[MATERIAL FOR THIS TASK — start]

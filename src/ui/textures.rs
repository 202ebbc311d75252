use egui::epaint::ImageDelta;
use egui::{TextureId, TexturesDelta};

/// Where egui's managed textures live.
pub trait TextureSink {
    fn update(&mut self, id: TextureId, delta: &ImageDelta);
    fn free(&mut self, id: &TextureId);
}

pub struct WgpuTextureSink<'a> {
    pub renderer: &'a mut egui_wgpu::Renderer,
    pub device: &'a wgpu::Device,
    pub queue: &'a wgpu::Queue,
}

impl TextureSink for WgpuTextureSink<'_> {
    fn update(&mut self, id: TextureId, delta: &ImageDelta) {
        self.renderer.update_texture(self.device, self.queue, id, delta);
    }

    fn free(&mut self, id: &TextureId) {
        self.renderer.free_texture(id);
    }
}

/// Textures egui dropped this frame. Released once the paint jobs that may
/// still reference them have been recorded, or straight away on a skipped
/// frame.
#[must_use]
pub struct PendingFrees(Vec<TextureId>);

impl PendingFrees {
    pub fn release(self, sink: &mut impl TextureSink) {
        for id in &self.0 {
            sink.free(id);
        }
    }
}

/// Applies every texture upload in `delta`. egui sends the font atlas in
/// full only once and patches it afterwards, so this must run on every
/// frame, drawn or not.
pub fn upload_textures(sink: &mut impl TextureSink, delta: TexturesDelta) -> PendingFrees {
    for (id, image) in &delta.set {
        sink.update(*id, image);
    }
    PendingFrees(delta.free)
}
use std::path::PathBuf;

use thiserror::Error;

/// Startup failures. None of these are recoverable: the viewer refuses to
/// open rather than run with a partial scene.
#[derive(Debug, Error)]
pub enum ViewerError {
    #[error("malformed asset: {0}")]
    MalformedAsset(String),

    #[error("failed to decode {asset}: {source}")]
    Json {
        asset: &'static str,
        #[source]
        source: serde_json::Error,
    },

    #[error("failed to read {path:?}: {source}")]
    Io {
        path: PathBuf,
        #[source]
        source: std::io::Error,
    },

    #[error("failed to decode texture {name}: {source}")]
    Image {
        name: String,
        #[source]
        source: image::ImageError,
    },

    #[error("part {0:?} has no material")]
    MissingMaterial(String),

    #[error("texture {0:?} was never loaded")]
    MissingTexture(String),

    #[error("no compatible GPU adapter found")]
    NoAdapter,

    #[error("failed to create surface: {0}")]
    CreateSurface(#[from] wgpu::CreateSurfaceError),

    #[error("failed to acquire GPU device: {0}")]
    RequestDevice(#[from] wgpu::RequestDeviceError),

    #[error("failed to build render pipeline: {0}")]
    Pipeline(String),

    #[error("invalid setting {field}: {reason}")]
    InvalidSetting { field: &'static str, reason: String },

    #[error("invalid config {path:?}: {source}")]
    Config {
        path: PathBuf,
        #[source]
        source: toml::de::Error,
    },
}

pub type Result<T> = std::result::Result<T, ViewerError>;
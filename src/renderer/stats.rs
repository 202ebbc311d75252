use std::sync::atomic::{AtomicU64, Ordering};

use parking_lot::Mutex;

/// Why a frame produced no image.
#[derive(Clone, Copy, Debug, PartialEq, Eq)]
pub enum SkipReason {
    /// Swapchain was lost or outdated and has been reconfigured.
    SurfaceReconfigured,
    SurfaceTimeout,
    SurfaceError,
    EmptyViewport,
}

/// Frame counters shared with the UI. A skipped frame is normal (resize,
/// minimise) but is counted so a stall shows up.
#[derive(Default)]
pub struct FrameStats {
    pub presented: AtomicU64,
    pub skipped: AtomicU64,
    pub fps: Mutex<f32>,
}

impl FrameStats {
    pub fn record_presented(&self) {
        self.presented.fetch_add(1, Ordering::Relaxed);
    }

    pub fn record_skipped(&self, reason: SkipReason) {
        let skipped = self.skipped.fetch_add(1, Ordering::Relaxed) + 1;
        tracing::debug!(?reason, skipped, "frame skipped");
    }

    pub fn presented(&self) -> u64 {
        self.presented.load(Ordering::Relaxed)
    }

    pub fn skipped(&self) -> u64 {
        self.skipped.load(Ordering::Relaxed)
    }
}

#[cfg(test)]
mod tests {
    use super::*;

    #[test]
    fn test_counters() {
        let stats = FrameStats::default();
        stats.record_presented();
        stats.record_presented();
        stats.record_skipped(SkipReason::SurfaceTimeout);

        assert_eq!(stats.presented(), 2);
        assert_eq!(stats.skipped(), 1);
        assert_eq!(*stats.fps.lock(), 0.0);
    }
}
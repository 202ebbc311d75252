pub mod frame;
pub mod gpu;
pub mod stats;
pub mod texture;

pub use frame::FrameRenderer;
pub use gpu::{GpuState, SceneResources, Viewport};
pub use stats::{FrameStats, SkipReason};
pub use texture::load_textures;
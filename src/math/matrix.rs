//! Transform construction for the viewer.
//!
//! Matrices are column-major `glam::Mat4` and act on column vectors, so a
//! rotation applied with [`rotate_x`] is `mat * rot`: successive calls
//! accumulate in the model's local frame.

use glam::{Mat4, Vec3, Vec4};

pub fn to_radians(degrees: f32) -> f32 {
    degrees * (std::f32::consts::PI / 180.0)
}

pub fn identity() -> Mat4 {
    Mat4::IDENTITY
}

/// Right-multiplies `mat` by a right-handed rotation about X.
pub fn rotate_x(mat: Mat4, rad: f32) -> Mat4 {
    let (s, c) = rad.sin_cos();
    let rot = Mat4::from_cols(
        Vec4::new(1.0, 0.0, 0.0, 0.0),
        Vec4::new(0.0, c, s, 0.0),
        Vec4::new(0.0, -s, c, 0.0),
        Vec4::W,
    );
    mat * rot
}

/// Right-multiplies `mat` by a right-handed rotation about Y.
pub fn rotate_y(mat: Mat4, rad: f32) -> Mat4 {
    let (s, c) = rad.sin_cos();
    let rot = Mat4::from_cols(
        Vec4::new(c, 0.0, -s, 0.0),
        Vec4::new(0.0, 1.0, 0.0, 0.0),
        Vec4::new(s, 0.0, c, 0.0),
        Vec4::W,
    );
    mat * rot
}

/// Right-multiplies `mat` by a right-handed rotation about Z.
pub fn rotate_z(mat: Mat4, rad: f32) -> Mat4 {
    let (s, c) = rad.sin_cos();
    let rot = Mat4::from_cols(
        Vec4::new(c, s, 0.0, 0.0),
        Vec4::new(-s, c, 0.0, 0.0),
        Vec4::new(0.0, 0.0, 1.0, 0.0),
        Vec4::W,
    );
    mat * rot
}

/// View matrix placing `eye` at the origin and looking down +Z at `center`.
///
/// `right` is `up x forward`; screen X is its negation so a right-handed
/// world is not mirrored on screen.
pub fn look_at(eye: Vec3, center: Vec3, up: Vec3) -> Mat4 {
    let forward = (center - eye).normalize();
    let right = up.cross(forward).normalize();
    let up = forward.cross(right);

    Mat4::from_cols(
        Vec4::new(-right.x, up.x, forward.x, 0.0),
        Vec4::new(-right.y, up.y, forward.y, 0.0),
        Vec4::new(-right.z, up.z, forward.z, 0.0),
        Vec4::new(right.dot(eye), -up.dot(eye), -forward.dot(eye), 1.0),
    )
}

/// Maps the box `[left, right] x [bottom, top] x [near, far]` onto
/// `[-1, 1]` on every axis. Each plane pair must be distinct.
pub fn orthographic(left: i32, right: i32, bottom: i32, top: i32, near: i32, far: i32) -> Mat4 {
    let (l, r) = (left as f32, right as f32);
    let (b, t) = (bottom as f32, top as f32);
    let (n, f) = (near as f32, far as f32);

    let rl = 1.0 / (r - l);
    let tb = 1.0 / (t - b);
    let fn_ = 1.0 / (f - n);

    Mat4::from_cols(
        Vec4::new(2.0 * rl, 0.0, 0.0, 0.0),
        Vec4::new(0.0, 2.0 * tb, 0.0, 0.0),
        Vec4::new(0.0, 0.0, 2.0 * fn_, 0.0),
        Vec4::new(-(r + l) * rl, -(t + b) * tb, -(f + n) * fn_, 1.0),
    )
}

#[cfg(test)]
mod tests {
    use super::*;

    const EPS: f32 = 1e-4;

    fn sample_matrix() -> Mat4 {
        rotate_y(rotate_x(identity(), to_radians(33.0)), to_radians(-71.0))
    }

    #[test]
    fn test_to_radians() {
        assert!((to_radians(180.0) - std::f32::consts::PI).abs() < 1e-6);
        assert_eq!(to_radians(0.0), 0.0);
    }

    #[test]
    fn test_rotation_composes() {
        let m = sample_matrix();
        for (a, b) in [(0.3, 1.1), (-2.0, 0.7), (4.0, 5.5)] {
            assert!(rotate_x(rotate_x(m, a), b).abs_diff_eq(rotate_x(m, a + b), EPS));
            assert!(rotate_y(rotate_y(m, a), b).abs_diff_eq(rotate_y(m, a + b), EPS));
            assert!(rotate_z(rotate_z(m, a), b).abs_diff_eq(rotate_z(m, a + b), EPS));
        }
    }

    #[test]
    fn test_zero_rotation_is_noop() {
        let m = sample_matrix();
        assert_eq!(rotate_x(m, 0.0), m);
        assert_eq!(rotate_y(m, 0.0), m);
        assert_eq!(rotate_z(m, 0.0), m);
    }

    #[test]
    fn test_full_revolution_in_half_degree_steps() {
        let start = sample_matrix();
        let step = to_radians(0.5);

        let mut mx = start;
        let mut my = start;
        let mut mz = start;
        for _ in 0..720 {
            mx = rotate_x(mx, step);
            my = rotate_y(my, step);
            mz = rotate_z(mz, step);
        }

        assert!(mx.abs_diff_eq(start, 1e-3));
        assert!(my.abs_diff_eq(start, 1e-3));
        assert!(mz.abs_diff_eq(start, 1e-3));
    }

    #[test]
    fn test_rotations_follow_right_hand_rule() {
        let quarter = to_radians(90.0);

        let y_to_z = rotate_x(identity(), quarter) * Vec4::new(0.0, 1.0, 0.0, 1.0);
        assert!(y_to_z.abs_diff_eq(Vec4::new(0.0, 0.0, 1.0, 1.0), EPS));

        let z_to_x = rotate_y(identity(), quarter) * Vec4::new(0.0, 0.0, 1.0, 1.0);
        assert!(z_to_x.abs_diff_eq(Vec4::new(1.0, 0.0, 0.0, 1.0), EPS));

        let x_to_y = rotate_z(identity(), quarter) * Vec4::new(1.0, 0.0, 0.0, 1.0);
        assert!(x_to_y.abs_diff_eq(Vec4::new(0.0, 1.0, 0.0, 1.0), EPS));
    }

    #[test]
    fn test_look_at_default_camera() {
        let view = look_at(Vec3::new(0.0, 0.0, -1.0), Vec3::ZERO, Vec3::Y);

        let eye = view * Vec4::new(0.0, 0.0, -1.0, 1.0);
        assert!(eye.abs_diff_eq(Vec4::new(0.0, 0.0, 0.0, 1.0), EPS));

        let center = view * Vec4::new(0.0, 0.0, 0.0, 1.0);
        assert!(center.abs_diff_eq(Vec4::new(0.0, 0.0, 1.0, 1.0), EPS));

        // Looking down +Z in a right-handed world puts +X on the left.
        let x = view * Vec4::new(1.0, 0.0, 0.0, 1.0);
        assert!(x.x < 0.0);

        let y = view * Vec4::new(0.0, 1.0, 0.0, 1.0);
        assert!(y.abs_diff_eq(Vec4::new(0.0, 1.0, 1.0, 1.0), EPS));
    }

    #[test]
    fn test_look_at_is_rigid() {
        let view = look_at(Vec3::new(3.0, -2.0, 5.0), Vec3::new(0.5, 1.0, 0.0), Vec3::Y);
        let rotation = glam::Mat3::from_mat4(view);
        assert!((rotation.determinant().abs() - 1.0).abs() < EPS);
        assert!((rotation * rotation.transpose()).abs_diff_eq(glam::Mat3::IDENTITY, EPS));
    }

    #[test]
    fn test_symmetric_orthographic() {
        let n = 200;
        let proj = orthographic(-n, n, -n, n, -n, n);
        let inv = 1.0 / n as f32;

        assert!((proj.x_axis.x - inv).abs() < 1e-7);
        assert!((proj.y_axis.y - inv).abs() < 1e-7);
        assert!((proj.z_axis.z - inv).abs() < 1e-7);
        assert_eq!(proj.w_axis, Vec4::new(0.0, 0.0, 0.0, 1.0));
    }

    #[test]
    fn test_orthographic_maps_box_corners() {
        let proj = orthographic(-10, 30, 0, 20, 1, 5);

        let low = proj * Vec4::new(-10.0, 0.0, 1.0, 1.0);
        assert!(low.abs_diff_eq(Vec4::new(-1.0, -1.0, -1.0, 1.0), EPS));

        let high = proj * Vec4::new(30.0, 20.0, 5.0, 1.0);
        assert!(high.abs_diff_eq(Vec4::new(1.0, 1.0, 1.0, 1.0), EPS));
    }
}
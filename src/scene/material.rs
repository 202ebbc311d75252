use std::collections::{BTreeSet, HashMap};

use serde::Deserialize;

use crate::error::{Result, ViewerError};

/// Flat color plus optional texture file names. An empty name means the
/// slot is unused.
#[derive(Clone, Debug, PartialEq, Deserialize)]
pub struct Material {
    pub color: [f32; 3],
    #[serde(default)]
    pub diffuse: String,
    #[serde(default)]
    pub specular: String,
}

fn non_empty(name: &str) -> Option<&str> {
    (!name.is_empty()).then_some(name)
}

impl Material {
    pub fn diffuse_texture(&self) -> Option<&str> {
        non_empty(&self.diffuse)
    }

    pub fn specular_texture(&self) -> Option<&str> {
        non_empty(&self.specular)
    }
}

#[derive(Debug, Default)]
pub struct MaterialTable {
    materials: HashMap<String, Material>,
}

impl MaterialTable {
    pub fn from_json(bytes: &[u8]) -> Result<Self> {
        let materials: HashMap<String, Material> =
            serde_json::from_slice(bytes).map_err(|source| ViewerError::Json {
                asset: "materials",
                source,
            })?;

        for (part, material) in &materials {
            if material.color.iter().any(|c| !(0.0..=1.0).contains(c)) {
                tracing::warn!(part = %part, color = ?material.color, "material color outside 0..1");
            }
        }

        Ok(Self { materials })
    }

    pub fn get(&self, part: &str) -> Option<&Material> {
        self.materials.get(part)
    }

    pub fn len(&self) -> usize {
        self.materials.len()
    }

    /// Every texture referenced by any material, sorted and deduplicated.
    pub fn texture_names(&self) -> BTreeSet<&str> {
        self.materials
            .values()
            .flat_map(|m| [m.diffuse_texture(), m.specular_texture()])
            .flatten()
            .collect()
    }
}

[MATERIAL FOR THIS TASK — finish]

HOW TO COMPLETE THIS TASK: Tally the lines of the material above that include the string "TextureId", then give the number with no other text.

FINISHED TASK: 6